Nasce mais um acervo científico em Minas. O
Espaço Interativo de Ciências da Vida, inaugurado em 24 de agosto, tem
propósitos nobres: ensinar e divulgar, de maneira atraente e lúdica,
conhecimento sobre o corpo humano. Localizado na área do Museu de
História Natural e Jardim Botânico da UFMG, no Bairro Santa Inês, o
espaço é equipado com experimentos interativos sobre os sistemas
circulatório e reprodutivo, células, sentidos, entre outros. Os
experimentos convidam o visitante a participar de brincadeiras, a tocar e
sentir as peças e a traçar seu próprio caminho rumo ao aprendizado.

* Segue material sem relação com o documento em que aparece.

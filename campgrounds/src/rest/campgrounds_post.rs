// III-IV
// Copyright 2023 Julio Merino
//
// Licensed under the Apache License, Version 2.0 (the "License"); you may not
// use this file except in compliance with the License.  You may obtain a copy
// of the License at:
//
//     http://www.apache.org/licenses/LICENSE-2.0
//
// Unless required by applicable law or agreed to in writing, software
// distributed under the License is distributed on an "AS IS" BASIS, WITHOUT
// WARRANTIES OR CONDITIONS OF ANY KIND, either express or implied.  See the
// License for the specific language governing permissions and limitations
// under the License.

//! API to create a new campground.

use crate::driver::Driver;
use crate::model::CampgroundData;
use axum::extract::State;
use axum::response::Redirect;
use campgrounds_core::rest::{RestResult, Valid};

/// POST handler for this API.
pub(crate) async fn handler(
    State(driver): State<Driver>,
    Valid(data): Valid<CampgroundData>,
) -> RestResult<Redirect> {
    let campground = driver.create_campground(data).await?;
    Ok(Redirect::to(&format!("/campgrounds/{}", campground.id())))
}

Espaços como esse são importantes para tornar o conhecimento mais
acessível ao público em geral. A divulgação da ciência para a população
cumpre vários papéis. Ela contribui para a educação de crianças, jovens e
adultos ao apresentar temas e estimular o debate, complementando a
educação formal oferecida nas escolas. Por outro lado, a divulgação
científica é capaz de municiar a sociedade de informações que lhe
possibilitem opinar e se posicionar sobre temas diversos. Com isso, as
pessoas podem exigir posturas de seus representantes nos órgãos
executivos e legislativos e influenciar a elaboração de políticas
públicas. Podem, enfim, exercer seus direitos de cidadãos.No caso
dos órgãos públicos, a divulgação científica funciona também como uma
prestação de contas dos investimentos, já que os recursos utilizados
para o fomento à área têm origem em fontes públicas. Por isso, várias
entidades têm se esforçado para abrir canais de troca de informações e
aprendizados. Em Minas, a Fapemig mantém há 15 anos um programa de
divulgação científica chamado Minas Faz Ciência. Por meio dele, são
produzidos revista, vídeos e programas de rádio sobre pesquisas
desenvolvidas no Estado. Além disso, financia iniciativas de
popularização da ciência por meio de editais específicos e promove
parcerias diversas, como essa que deu origem ao Espaço Interativo de
Ciências da Vida. Nesse caso, contou com uma parceria internacional com a
Fundação Lampadia (Liechtenstein), significando mais recursos para a
ciência no estado. A proposta é que o espaço atue, também, nas áreas de
pesquisa e extensão. Para isso, estão previstas mostras especiais para a
apresentação de novos conteúdos e oficinas temáticas sobre os ambientes
voltadas para professores dos ensinos fundamental e médio. Dessa forma,
eles levam para as escolas os novos conhecimentos e perspectivas. A
comunidade acadêmica em geral, e também o grupo que realiza pesquisas
sobre divulgação científica e percepção pública da ciência, será
beneficiada com um novo local para desenvolver seus estudos, ampliando a
literatura sobre a área, ainda escassa no país.
No Brasil,
ciência, tecnologia e inovação ainda estão longe de ter o mesmo apelo
que a política e o futebol. Esse cenário pode mudar quando as pessoas
enxergarem o quanto a área influencia a qualidade de vida e o
desenvolvimento econômico e social do país. Afinal, a ciência está
presente em todos os momentos de nosso cotidiano: nos alimentos mais
saudáveis, em novos medicamentos e tratamentos, em produtos que
facilitam nossas tarefas rotineiras, nas tecnologias que facilitam nossa
comunicação. Apresentar essas conquistas é criar um ciclo positivo, em
que a ciência, tecnologia e inovação sejam encaradas pelas pessoas como
valores a serem defendidos e preservados.